● WORK INSTRUCTION:
Please print the records below exactly as they are.

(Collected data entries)
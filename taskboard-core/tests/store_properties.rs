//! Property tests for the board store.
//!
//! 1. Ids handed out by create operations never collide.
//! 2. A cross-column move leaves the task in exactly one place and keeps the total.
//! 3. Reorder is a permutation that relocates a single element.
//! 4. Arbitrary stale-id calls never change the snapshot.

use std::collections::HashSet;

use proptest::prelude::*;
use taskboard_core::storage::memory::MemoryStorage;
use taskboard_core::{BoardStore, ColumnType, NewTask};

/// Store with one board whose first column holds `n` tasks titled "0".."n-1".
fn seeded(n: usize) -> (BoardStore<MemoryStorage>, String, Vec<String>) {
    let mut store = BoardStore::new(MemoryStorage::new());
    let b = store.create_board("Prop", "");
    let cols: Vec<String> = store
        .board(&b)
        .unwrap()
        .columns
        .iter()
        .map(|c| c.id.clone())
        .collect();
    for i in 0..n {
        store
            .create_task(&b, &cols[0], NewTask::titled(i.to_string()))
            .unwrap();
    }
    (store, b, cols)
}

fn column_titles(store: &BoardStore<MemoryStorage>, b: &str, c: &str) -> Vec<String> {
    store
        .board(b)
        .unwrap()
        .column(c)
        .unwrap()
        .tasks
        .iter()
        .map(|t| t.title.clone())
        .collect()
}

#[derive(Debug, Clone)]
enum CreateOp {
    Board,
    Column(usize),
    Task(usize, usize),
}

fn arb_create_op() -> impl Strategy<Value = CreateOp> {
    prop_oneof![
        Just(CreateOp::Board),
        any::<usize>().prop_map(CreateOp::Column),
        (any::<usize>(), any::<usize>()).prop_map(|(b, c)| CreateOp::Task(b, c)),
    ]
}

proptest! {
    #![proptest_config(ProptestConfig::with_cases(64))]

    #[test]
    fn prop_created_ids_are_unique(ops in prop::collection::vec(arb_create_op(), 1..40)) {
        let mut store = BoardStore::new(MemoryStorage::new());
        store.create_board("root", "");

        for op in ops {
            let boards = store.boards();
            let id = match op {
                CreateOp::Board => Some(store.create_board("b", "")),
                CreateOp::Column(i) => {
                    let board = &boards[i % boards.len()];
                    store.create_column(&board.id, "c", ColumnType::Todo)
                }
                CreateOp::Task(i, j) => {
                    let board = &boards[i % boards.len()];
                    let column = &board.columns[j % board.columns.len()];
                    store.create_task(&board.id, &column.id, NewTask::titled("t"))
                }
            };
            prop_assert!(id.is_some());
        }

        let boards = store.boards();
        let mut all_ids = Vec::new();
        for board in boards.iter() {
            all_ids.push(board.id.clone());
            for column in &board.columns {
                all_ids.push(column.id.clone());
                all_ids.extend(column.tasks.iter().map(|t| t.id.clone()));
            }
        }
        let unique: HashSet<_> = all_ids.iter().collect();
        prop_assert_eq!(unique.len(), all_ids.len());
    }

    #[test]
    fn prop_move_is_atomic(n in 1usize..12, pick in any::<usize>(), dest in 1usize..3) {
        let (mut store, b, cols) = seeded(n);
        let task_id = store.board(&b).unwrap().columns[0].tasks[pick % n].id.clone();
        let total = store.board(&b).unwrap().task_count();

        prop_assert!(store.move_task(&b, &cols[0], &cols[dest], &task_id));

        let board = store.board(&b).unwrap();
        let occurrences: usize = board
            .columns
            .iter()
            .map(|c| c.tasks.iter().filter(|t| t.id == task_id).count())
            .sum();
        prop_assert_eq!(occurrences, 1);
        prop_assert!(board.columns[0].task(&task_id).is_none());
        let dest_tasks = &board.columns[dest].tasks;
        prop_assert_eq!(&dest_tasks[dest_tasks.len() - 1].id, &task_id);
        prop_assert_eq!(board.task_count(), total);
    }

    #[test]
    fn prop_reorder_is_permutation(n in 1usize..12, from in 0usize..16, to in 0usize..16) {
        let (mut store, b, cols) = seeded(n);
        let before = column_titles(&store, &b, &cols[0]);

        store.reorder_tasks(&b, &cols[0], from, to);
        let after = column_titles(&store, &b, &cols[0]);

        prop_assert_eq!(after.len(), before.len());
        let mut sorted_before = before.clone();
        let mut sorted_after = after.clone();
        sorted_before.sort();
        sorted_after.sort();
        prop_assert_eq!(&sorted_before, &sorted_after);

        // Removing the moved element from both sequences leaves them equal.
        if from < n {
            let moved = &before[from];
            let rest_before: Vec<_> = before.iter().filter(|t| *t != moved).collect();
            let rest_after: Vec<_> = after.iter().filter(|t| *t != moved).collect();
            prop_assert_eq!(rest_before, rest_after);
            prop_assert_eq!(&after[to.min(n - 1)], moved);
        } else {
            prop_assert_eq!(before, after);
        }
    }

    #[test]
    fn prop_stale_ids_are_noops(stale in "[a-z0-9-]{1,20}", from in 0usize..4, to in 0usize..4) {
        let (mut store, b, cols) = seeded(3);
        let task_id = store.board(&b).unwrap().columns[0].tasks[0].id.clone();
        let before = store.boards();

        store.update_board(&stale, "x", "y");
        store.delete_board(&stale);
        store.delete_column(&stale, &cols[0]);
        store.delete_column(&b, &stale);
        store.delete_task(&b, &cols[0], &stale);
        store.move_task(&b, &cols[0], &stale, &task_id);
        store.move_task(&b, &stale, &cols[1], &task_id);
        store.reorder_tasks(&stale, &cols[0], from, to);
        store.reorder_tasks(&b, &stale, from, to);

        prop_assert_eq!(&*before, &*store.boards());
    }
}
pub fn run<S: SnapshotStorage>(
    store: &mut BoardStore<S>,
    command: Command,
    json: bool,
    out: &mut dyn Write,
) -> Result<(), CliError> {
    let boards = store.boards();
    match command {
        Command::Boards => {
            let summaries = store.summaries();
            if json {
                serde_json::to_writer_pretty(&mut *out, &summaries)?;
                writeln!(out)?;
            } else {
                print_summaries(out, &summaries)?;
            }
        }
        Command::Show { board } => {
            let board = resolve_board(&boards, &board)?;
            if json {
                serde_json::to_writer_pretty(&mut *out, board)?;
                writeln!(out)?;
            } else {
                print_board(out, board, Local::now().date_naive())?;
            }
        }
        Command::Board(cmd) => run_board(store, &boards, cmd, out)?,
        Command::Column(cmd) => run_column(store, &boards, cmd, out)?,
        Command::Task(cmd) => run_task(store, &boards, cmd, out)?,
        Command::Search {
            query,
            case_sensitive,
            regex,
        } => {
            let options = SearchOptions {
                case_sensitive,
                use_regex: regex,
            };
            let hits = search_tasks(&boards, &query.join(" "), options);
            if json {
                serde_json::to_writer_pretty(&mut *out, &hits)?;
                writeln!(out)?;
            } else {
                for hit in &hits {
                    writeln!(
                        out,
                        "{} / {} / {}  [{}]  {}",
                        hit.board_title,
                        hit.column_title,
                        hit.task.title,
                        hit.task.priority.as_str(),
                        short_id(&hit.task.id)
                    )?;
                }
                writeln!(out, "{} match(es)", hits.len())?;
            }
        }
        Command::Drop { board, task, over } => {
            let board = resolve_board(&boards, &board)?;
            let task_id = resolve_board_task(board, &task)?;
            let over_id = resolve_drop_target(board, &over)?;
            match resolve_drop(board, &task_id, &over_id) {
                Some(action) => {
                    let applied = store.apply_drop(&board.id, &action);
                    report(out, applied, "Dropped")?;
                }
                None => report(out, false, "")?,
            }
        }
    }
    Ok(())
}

● SOLUTION TO THIS EXERCISE:
filename taskboard-core/tests/store_properties.rs
//! Property tests for the board store.
//!
//! 1. Ids handed out by create operations never collide.
//! 2. A cross-column move leaves the task in exactly one place and keeps the total.
//! 3. Reorder is a permutation that relocates a single element.
//! 4. Arbitrary stale-id calls never change the snapshot.

use std::collections::HashSet;

use proptest::prelude::*;
use taskboard_core::storage::memory::MemoryStorage;
use taskboard_core::{BoardStore, ColumnType, NewTask};

/// Store with one board whose first column holds `n` tasks titled "0".."n-1".
fn seeded(n: usize) -> (BoardStore<MemoryStorage>, String, Vec<String>) {
    let mut store = BoardStore::new(MemoryStorage::new());
    let b = store.create_board("Prop", "");
    let cols: Vec<String> = store
        .board(&b)
        .unwrap()
        .columns
        .iter()
        .map(|c| c.id.clone())
        .collect();
    for i in 0..n {
        store
            .create_task(&b, &cols[0], NewTask::titled(i.to_string()))
            .unwrap();
    }
    (store, b, cols)
}

fn column_titles(store: &BoardStore<MemoryStorage>, b: &str, c: &str) -> Vec<String> {
    store
        .board(b)
        .unwrap()
        .column(c)
        .unwrap()
        .tasks
        .iter()
        .map(|t| t.title.clone())
        .collect()
}

#[derive(Debug, Clone)]
enum CreateOp {
    Board,
    Column(usize),
    Task(usize, usize),
}

fn arb_create_op() -> impl Strategy<Value = CreateOp> {
    prop_oneof![
        Just(CreateOp::Board),
        any::<usize>().prop_map(CreateOp::Column),
        (any::<usize>(), any::<usize>()).prop_map(|(b, c)| CreateOp::Task(b, c)),
    ]
}

proptest! {
    #![proptest_config(ProptestConfig::with_cases(64))]

    #[test]
    fn prop_created_ids_are_unique(ops in prop::collection::vec(arb_create_op(), 1..40)) {
        let mut store = BoardStore::new(MemoryStorage::new());
        store.create_board("root", "");

        for op in ops {
            let boards = store.boards();
            let id = match op {
                CreateOp::Board => Some(store.create_board("b", "")),
                CreateOp::Column(i) => {
                    let board = &boards[i % boards.len()];
                    store.create_column(&board.id, "c", ColumnType::Todo)
                }
                CreateOp::Task(i, j) => {
                    let board = &boards[i % boards.len()];
                    let column = &board.columns[j % board.columns.len()];
                    store.create_task(&board.id, &column.id, NewTask::titled("t"))
                }
            };
            prop_assert!(id.is_some());
        }

        let boards = store.boards();
        let mut all_ids = Vec::new();
        for board in boards.iter() {
            all_ids.push(board.id.clone());
            for column in &board.columns {
                all_ids.push(column.id.clone());
                all_ids.extend(column.tasks.iter().map(|t| t.id.clone()));
            }
        }
        let unique: HashSet<_> = all_ids.iter().collect();
        prop_assert_eq!(unique.len(), all_ids.len());
    }

    #[test]
    fn prop_move_is_atomic(n in 1usize..12, pick in any::<usize>(), dest in 1usize..3) {
        let (mut store, b, cols) = seeded(n);
        let task_id = store.board(&b).unwrap().columns[0].tasks[pick % n].id.clone();
        let total = store.board(&b).unwrap().task_count();

        prop_assert!(store.move_task(&b, &cols[0], &cols[dest], &task_id));

        let board = store.board(&b).unwrap();
        let occurrences: usize = board
            .columns
            .iter()
            .map(|c| c.tasks.iter().filter(|t| t.id == task_id).count())
            .sum();
        prop_assert_eq!(occurrences, 1);
        prop_assert!(board.columns[0].task(&task_id).is_none());
        let dest_tasks = &board.columns[dest].tasks;
        prop_assert_eq!(&dest_tasks[dest_tasks.len() - 1].id, &task_id);
        prop_assert_eq!(board.task_count(), total);
    }

    #[test]
    fn prop_reorder_is_permutation(n in 1usize..12, from in 0usize..16, to in 0usize..16) {
        let (mut store, b, cols) = seeded(n);
        let before = column_titles(&store, &b, &cols[0]);

        store.reorder_tasks(&b, &cols[0], from, to);
        let after = column_titles(&store, &b, &cols[0]);

        prop_assert_eq!(after.len(), before.len());
        let mut sorted_before = before.clone();
        let mut sorted_after = after.clone();
        sorted_before.sort();
        sorted_after.sort();
        prop_assert_eq!(&sorted_before, &sorted_after);

        // Removing the moved element from both sequences leaves them equal.
        if from < n {
            let moved = &before[from];
            let rest_before: Vec<_> = before.iter().filter(|t| *t != moved).collect();
            let rest_after: Vec<_> = after.iter().filter(|t| *t != moved).collect();
            prop_assert_eq!(rest_before, rest_after);
            prop_assert_eq!(&after[to.min(n - 1)], moved);
        } else {
            prop_assert_eq!(before, after);
        }
    }

    #[test]
    fn prop_stale_ids_are_noops(stale in "[a-z0-9-]{1,20}", from in 0usize..4, to in 0usize..4) {
        let (mut store, b, cols) = seeded(3);
        let task_id = store.board(&b).unwrap().columns[0].tasks[0].id.clone();
        let before = store.boards();

        store.update_board(&stale, "x", "y");
        store.delete_board(&stale);
        store.delete_column(&stale, &cols[0]);
        store.delete_column(&b, &stale);
        store.delete_task(&b, &cols[0], &stale);
        store.move_task(&b, &cols[0], &stale, &task_id);
        store.move_task(&b, &stale, &cols[1], &task_id);
        store.reorder_tasks(&stale, &cols[0], from, to);
        store.reorder_tasks(&b, &stale, from, to);

        prop_assert_eq!(&*before, &*store.boards());
    }
}
pub fn run<S: SnapshotStorage>(
    store: &mut BoardStore<S>,
    command: Command,
    json: bool,
    out: &mut dyn Write,
) -> Result<(), CliError> {
    let boards = store.boards();
    match command {
        Command::Boards => {
            let summaries = store.summaries();
            if json {
                serde_json::to_writer_pretty(&mut *out, &summaries)?;
                writeln!(out)?;
            } else {
                print_summaries(out, &summaries)?;
            }
        }
        Command::Show { board } => {
            let board = resolve_board(&boards, &board)?;
            if json {
                serde_json::to_writer_pretty(&mut *out, board)?;
                writeln!(out)?;
            } else {
                print_board(out, board, Local::now().date_naive())?;
            }
        }
        Command::Board(cmd) => run_board(store, &boards, cmd, out)?,
        Command::Column(cmd) => run_column(store, &boards, cmd, out)?,
        Command::Task(cmd) => run_task(store, &boards, cmd, out)?,
        Command::Search {
            query,
            case_sensitive,
            regex,
        } => {
            let options = SearchOptions {
                case_sensitive,
                use_regex: regex,
            };
            let hits = search_tasks(&boards, &query.join(" "), options);
            if json {
                serde_json::to_writer_pretty(&mut *out, &hits)?;
                writeln!(out)?;
            } else {
                for hit in &hits {
                    writeln!(
                        out,
                        "{} / {} / {}  [{}]  {}",
                        hit.board_title,
                        hit.column_title,
                        hit.task.title,
                        hit.task.priority.as_str(),
                        short_id(&hit.task.id)
                    )?;
                }
                writeln!(out, "{} match(es)", hits.len())?;
            }
        }
        Command::Drop { board, task, over } => {
            let board = resolve_board(&boards, &board)?;
            let task_id = resolve_board_task(board, &task)?;
            let over_id = resolve_drop_target(board, &over)?;
            match resolve_drop(board, &task_id, &over_id) {
                Some(action) => {
                    let applied = store.apply_drop(&board.id, &action);
                    report(out, applied, "Dropped")?;
                }
                None => report(out, false, "")?,
            }
        }
    }
    Ok(())
}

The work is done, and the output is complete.